WORK INSTRUCTION: When the string "true" occurs in a line of the listing below, return that line.
··········
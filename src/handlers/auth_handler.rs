use actix_web::{
    cookie::{time::Duration as CookieDuration, Cookie},
    get, post, web, HttpResponse,
};
use serde::Serialize;

use crate::{
    app_state::AppState,
    auth::{AuthenticatedTeacher, TOKEN_COOKIE},
    errors::AppError,
    models::{
        domain::Teacher,
        dto::{
            request::{LoginRequest, RegisterRequest},
            response::TeacherDto,
        },
    },
};

#[derive(Debug, Serialize)]
#[serde(rename_all = "camelCase")]
pub struct AuthResponse {
    pub message: String,
    pub teacher: TeacherDto,
    pub token: String,
}

fn session_cookie(token: &str, hours: i64) -> Cookie<'static> {
    Cookie::build(TOKEN_COOKIE, token.to_string())
        .path("/")
        .http_only(true)
        .max_age(CookieDuration::hours(hours))
        .finish()
}

fn auth_response(
    state: &AppState,
    teacher: &Teacher,
    message: &str,
) -> Result<(AuthResponse, Cookie<'static>), AppError> {
    let token = state.jwt_service.create_token(teacher)?;
    let cookie = session_cookie(&token, state.jwt_service.expiration_hours());

    Ok((
        AuthResponse {
            message: message.to_string(),
            teacher: TeacherDto::from(teacher),
            token,
        },
        cookie,
    ))
}

#[post("/api/register")]
pub async fn register(
    state: web::Data<AppState>,
    request: web::Json<RegisterRequest>,
) -> Result<HttpResponse, AppError> {
    let teacher = state.teacher_service.register(request.into_inner()).await?;
    let (body, cookie) =
        auth_response(state.get_ref(), &teacher, "Teacher registered successfully")?;

    Ok(HttpResponse::Created().cookie(cookie).json(body))
}

#[post("/api/login")]
pub async fn login(
    state: web::Data<AppState>,
    request: web::Json<LoginRequest>,
) -> Result<HttpResponse, AppError> {
    let teacher = state.teacher_service.login(request.into_inner()).await?;
    let (body, cookie) = auth_response(state.get_ref(), &teacher, "Login successful")?;

    Ok(HttpResponse::Ok().cookie(cookie).json(body))
}

#[post("/api/logout")]
pub async fn logout() -> HttpResponse {
    let mut cookie = Cookie::build(TOKEN_COOKIE, "").path("/").finish();
    cookie.make_removal();

    HttpResponse::Ok()
        .cookie(cookie)
        .json(serde_json::json!({ "message": "Logged out successfully" }))
}

/// Confirms the session is still valid and echoes the identity claims.
#[get("/api/verify")]
pub async fn verify(auth: AuthenticatedTeacher) -> HttpResponse {
    HttpResponse::Ok().json(serde_json::json!({
        "authenticated": true,
        "teacher": auth.0,
    }))
}

#[get("/health")]
pub async fn health_check() -> HttpResponse {
    HttpResponse::Ok().json(serde_json::json!({
        "status": "healthy",
        "version": env!("CARGO_PKG_VERSION")
    }))
}

/// Readiness probe; reports whether the database answers a ping.
#[get("/health/ready")]
pub async fn health_check_ready(state: web::Data<AppState>) -> HttpResponse {
    readiness_response(state.db.health_check().await.is_ok())
}

fn readiness_response(db_ok: bool) -> HttpResponse {
    let response = serde_json::json!({
        "status": if db_ok { "ready" } else { "not_ready" },
        "version": env!("CARGO_PKG_VERSION"),
        "dependencies": {
            "mongodb": if db_ok { "ok" } else { "error" }
        }
    });

    if db_ok {
        HttpResponse::Ok().json(response)
    } else {
        HttpResponse::ServiceUnavailable().json(response)
    }
}
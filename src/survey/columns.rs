// Display order of the region columns in the per-respondent tables.

use regex::Regex;

use crate::survey::*;

pub const DEFAULT_GROUP_PATTERN: &str = r"group_(\d+)";

pub fn group_pattern(pattern: Option<&str>) -> SurveyResult<Regex> {
    let pattern = pattern.unwrap_or(DEFAULT_GROUP_PATTERN);
    Regex::new(pattern).context(GroupPatternSnafu { pattern })
}

/// The number captured by the first group of the pattern, if any.
pub fn group_number(pattern: &Regex, region: &str) -> Option<u64> {
    pattern
        .captures(region)
        .and_then(|caps| caps.get(1))
        .and_then(|m| m.as_str().parse::<u64>().ok())
}

/// Returns the indexes of the regions sorted by group number.
///
/// Regions without a group number come last. Ties keep their catalog order.
pub fn column_order(regions: &[String], pattern: &Regex) -> Vec<usize> {
    let mut order: Vec<usize> = (0..regions.len()).collect();
    order.sort_by_key(|idx| match group_number(pattern, &regions[*idx]) {
        Some(n) => (0, n),
        None => (1, 0),
    });
    order
}
use calamine::{open_workbook, DataType, Range, Reader, Xlsx};

use crate::survey::{config_reader::FileSource, io_common::RawTable, *};

pub fn read_xlsx_table(path: &str, cfs: &FileSource) -> SurveyResult<RawTable> {
    let wrange = get_range(path, cfs)?;

    let mut iter = wrange.rows();
    let header: Vec<String> = match iter.next() {
        Some(row) => row
            .iter()
            .enumerate()
            .map(|(col, c)| read_cell(path, 1, col, c))
            .collect(),
        None => return EmptyExcelSnafu { path }.fail(),
    };
    debug!("read_xlsx_table: {}: header: {:?}", path, header);

    let mut rows: Vec<Vec<String>> = Vec::new();
    for (idx, row) in iter.enumerate() {
        let lineno = idx + 2;
        let cells: Vec<String> = row
            .iter()
            .enumerate()
            .map(|(col, c)| read_cell(path, lineno, col, c))
            .collect();
        rows.push(cells);
    }
    info!("read_xlsx_table: {}: {} rows", path, rows.len());
    Ok(RawTable {
        path: path.to_string(),
        header,
        rows,
    })
}

/// The text of a cell. Whether the text is a valid value is decided by the column parsers.
fn read_cell(path: &str, lineno: usize, col: usize, cell: &DataType) -> String {
    match cell {
        DataType::Empty => "".to_string(),
        DataType::String(s) => s.clone(),
        DataType::Int(i) => i.to_string(),
        DataType::Float(f) => f.to_string(),
        other => {
            debug!(
                "read_cell: {}:{}: column #{}: non-numeric cell {:?}",
                path,
                lineno,
                col + 1,
                other
            );
            other.to_string()
        }
    }
}

fn get_range(path: &str, cfs: &FileSource) -> SurveyResult<Range<DataType>> {
    debug!(
        "get_range: path: {:?} worksheet: {:?}",
        path, &cfs.excel_worksheet_name
    );
    let mut workbook: Xlsx<_> = open_workbook(path).context(OpeningExcelSnafu { path })?;

    // A worksheet name was provided, use it.
    if let Some(worksheet_name) = cfs.excel_worksheet_name.as_deref() {
        let wrange = workbook
            .worksheet_range(worksheet_name)
            .context(EmptyExcelSnafu { path })?
            .context(OpeningExcelSnafu { path })?;
        Ok(wrange)
    } else {
        let all_worksheets = workbook.worksheets();
        match all_worksheets.as_slice() {
            [] => EmptyExcelSnafu { path }.fail(),
            [(worksheet_name, wrange)] => {
                debug!("get_range: path: {:?} worksheet: {:?}", path, worksheet_name);
                Ok(wrange.clone())
            }
            _ => AmbiguousWorksheetSnafu {
                path,
                names: all_worksheets
                    .iter()
                    .map(|(n, _)| n.clone())
                    .collect::<Vec<String>>(),
            }
            .fail(),
        }
    }
}
pub use crate::config::*;

/// A builder for assembling a map and the survey answers.
///
/// ```
/// pub use area_tally::builder::Builder;
/// pub use area_tally::TallyRules;
/// # use area_tally::AreaErrors;
///
/// let mut builder = Builder::new(&TallyRules::DEFAULT_RULES)?
///     .region("north", &[(0.0, 0.0), (0.0, 10.0), (10.0, 10.0), (10.0, 0.0)])?;
///
/// builder.add_respondent_simple(&[(5.0, 5.0)], &[])?;
/// builder.add_respondent_simple(&[(5.0, 5.0)], &[(6.0, 6.0)])?;
///
/// let res = builder.build()?;
/// assert_eq!(res.region_totals[0].like, 1);
/// assert_eq!(res.region_totals[0].none, 1);
///
/// # Ok::<(), AreaErrors>(())
/// ```
pub struct Builder {
    pub(crate) _rules: TallyRules,
    pub(crate) _boundary: Vec<BoundaryPoint>,
    pub(crate) _respondents: Vec<Respondent>,
}

impl Builder {
    pub fn new(rules: &TallyRules) -> Result<Builder, AreaErrors> {
        Ok(Builder {
            _rules: rules.clone(),
            _boundary: Vec::new(),
            _respondents: Vec::new(),
        })
    }

    /// Adds a region to the map. Regions are tested in the order they are added.
    pub fn region(self, name: &str, vertices: &[(f64, f64)]) -> Result<Builder, AreaErrors> {
        if vertices.len() < 3 {
            return Err(AreaErrors::InvalidRegion {
                name: name.to_string(),
                num_points: vertices.len(),
            });
        }
        let mut boundary = self._boundary;
        boundary.extend(vertices.iter().map(|(x, y)| BoundaryPoint {
            region: name.to_string(),
            x: *x,
            y: *y,
        }));
        Ok(Builder {
            _rules: self._rules,
            _boundary: boundary,
            _respondents: self._respondents,
        })
    }

    /// Adds a respondent identified by their position.
    ///
    /// likes, dislikes: at most two marks each, in slot order.
    pub fn add_respondent_simple(
        &mut self,
        likes: &[(f64, f64)],
        dislikes: &[(f64, f64)],
    ) -> Result<(), AreaErrors> {
        let r = Respondent {
            id: None,
            likes: to_slots(Role::Like, likes)?,
            dislikes: to_slots(Role::Dislike, dislikes)?,
        };
        self.add_respondent(&r)
    }

    pub fn add_respondent(&mut self, respondent: &Respondent) -> Result<(), AreaErrors> {
        self._respondents.push(respondent.clone());
        Ok(())
    }

    /// Runs the tally over everything added so far.
    pub fn build(&self) -> Result<AreaResult, AreaErrors> {
        crate::run_area_stats(&self._boundary, &self._respondents, &self._rules)
    }
}

fn to_slots(role: Role, marks: &[(f64, f64)]) -> Result<[Option<Point>; SLOTS_PER_ROLE], AreaErrors> {
    if marks.len() > SLOTS_PER_ROLE {
        return Err(AreaErrors::TooManyMarks {
            role,
            count: marks.len(),
        });
    }
    let mut slots = [None; SLOTS_PER_ROLE];
    for (slot, (x, y)) in marks.iter().enumerate() {
        slots[slot] = Some(Point::new(*x, *y));
    }
    Ok(slots)
}
// Primitives for reading CSV files.

use crate::survey::{io_common::RawTable, *};

pub fn read_csv_table(path: &str) -> SurveyResult<RawTable> {
    let mut rdr = csv::ReaderBuilder::new()
        .has_headers(true)
        .flexible(true)
        .from_path(path)
        .context(CsvOpenSnafu { path })?;

    let header: Vec<String> = rdr
        .headers()
        .context(CsvOpenSnafu { path })?
        .iter()
        .enumerate()
        .map(|(idx, h)| {
            // Files saved by spreadsheet programs may start with a byte order mark.
            if idx == 0 {
                h.trim_start_matches('\u{feff}').to_string()
            } else {
                h.to_string()
            }
        })
        .collect();
    debug!("read_csv_table: {}: header: {:?}", path, header);

    let mut rows: Vec<Vec<String>> = Vec::new();
    for (idx, line_r) in rdr.records().enumerate() {
        // The header is on the first line.
        let lineno = idx + 2;
        let line = line_r.context(CsvLineParseSnafu { path, lineno })?;
        rows.push(line.iter().map(|s| s.to_string()).collect());
    }
    info!("read_csv_table: {}: {} rows", path, rows.len());
    Ok(RawTable {
        path: path.to_string(),
        header,
        rows,
    })
}

#[cfg(test)]
mod tests {
    use super::*;

    #[test]
    fn read_with_bom_and_short_lines() {
        let dir = std::env::temp_dir().join(format!("areatally_io_csv_{}", std::process::id()));
        fs::create_dir_all(&dir).unwrap();
        let p = dir.join("points.csv");
        fs::write(&p, "\u{feff}name,x,y\na,0,0\nb,1\n").unwrap();

        let t = read_csv_table(p.to_str().unwrap()).unwrap();
        assert_eq!(t.header, vec!["name", "x", "y"]);
        assert_eq!(t.rows.len(), 2);
        assert_eq!(t.rows[1], vec!["b", "1"]);
        fs::remove_dir_all(&dir).unwrap();
    }

    #[test]
    fn missing_file() {
        assert!(matches!(
            read_csv_table("/nonexistent/areatally/points.csv"),
            Err(SurveyError::CsvOpen { .. })
        ));
    }
}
··········
ANSWER BOX:
        .http_only(true)
        "authenticated": true,
        .has_headers(true)
        .flexible(true)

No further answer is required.